Test Anxiety
Introduction
Test anxiety is often regarded as a unique construct of anxiety. It takes place when individuals find themselves in situations that require evaluation, especially in the formal testing environments found in the education system. Individuals who exhibit test anxiety at high levels often experience a disruption of their mental processes, especially when they have to engage their minds in evaluating tasks that are demanding in nature. According to Wachelka & Katz (1999), formal academic assessment work can be very demanding to the mind. The stressing of the human mind can lead to emotional instability. As a result, test anxiety can also be described as a state of the emotions that can induce negative physiological and cognitive alterations prior, during, or after a period of examination.
Test anxiety is not an uncommon phenomenon for researchers. Many researchers have conducted a number of studies in this field. Test anxiety is a topic that has attracted a significant amount of interest by researchers who have extensively studied it over the years since the start of the 20th century, and it is viewed as a problem for children and adolescents in the educational system (Cizek & Burg, 2005; Putwain, 2008; Whitaker- Sena, Lowe, & Lee, 2007; Wren & Benson, 2004), and also adults (Holzer, Madaus, Bray, & Kehle, 2009; Lufi, Okasha, & Cohen, 2004). Early research work in this field can be traced back to the 1950s as indicated in the meta-analysis done by Hembree in 1988. His meta-analysis involved a total of 562 anxiety research reports.

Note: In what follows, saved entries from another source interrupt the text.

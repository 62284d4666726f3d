//! Per-board mutual exclusion
//!
//! Two concurrent syncs of the same board would each mint a template for the
//! same new descriptor. Every board-mutating operation takes the board's lock
//! first; operations spanning two boards take both in id order.

use std::collections::HashMap;
use std::sync::{Arc, Mutex};

use tokio::sync::{Mutex as AsyncMutex, OwnedMutexGuard};
use uuid::Uuid;

/// Guards held for the duration of one operation
pub struct BoardGuard {
    _guards: Vec<OwnedMutexGuard<()>>,
}

#[derive(Default)]
pub struct BoardLocks {
    locks: Mutex<HashMap<Uuid, Arc<AsyncMutex<()>>>>,
}

impl BoardLocks {
    pub fn new() -> Self {
        Self::default()
    }

    fn entry(&self, board_id: Uuid) -> Arc<AsyncMutex<()>> {
        let mut locks = match self.locks.lock() {
            Ok(locks) => locks,
            Err(poisoned) => poisoned.into_inner(),
        };
        // An entry only referenced by the map is neither held nor awaited
        locks.retain(|id, lock| *id == board_id || Arc::strong_count(lock) > 1);
        locks.entry(board_id).or_default().clone()
    }

    #[cfg(test)]
    fn tracked(&self) -> usize {
        self.locks.lock().map(|locks| locks.len()).unwrap_or_default()
    }

    pub async fn lock(&self, board_id: Uuid) -> BoardGuard {
        let guard = self.entry(board_id).lock_owned().await;
        BoardGuard { _guards: vec![guard] }
    }

    /// Lock two boards in a fixed order; a single lock when they are the same
    pub async fn lock_pair(&self, a: Uuid, b: Uuid) -> BoardGuard {
        if a == b {
            return self.lock(a).await;
        }
        let (first, second) = if a < b { (a, b) } else { (b, a) };
        let first = self.entry(first).lock_owned().await;
        let second = self.entry(second).lock_owned().await;
        BoardGuard {
            _guards: vec![first, second],
        }
    }
}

Generally, the existing literature material clearly indicates that students with high test anxiety perform relatively lower as compared to with those students who exhibit lower test anxiety. This implies that the relationship between test anxiety and the performance of students is an inverse one. This can be attributed with the fact that test anxiety evokes academic stressors within the students. According to Hembree (1988) and Seipp (1991), the performance of students is adversely affected by an increase in test anxiety levels. Therefore, the interpretation and validity of evaluation results is something that necessitates immediate course of action. In any case, high levels of test anxiety inhibit young people from exploiting their full academic potential (Keogh et al. 2004). Therefore, there is an obvious need to identify that under attainment in the academic field is highly related with test anxiety.
Past laboratory research experiments conducted by Waugh, Panage, Mends & Gotlib (2010), identified that impending and actual tasks on speaking publicly are enough to cause significant amount of stress to the cardiovascular system. Students who were forced to deliver speeches as part of the requirements of their university courses were observed to experience high levels of cardiovascular activation. These students underwent high test anxiety that were caused by academic stressors. However, past laboratory research has neither analyzed cardiovascular changes resulting from a number of naturally arising academic stressors nor examined how these responses caused by individual variations in test anxiety. Although a significant amount of research has focused on cardiovascular variations under standardized laboratory environments, current focus is on the natural causes of test anxiety among students.
The term ‘cardiovascular response’ is used in this research paper to refer to the variations in the DBP, SBP, and HR of an individual that arises as a result of a stressor. DBP can be described as a measure of the amount of pressure exerted on the walls of the arteries between simultaneous heartbeats, SBP is the amount of pressure exerted against the walls of the arteries when the heart is contracting, and HR is the per minute rate of the heart beat (Hugdahl, 1995). In spite of the fact that the emotional and academic implications of test anxiety remain clear, very few researchers have examined the possibility that test anxiety may play a moderating role in exacerbating cardiovascular reactions to academic stress. Furthermore, physical responses to stress can significantly lead to exhaustion of the body since they are adaptive in nature. activation of the cardiovascular system in a repetitive manner as it responds to stress, over, time, may lead to high risk of acquiring hypertension and cardiovascular disease (Brady & Matthews, 2006; Miller, Chen & Cole, 2009).
Under psychological research, two critical elements of test anxiety are typically studied. These are worry and emotionality. King et al. (2000), define worry as the apparent fear of the possible consequences of failure. Emotionality, on the other hand, refers to experiences that are negative in nature, for instance, an academic event that is stressful. Of these two elements, worry has been related to worsening performance in academic work, including bad grades. In order to achieve the objectives of this study, college level students will be used as the respondents. The ultimate objective of this research proposal will be to study if the dual concepts of worry and emotionality that occur during the process of test anxiety indeed explain the activation of the cardiovascular system during periods of academic stress.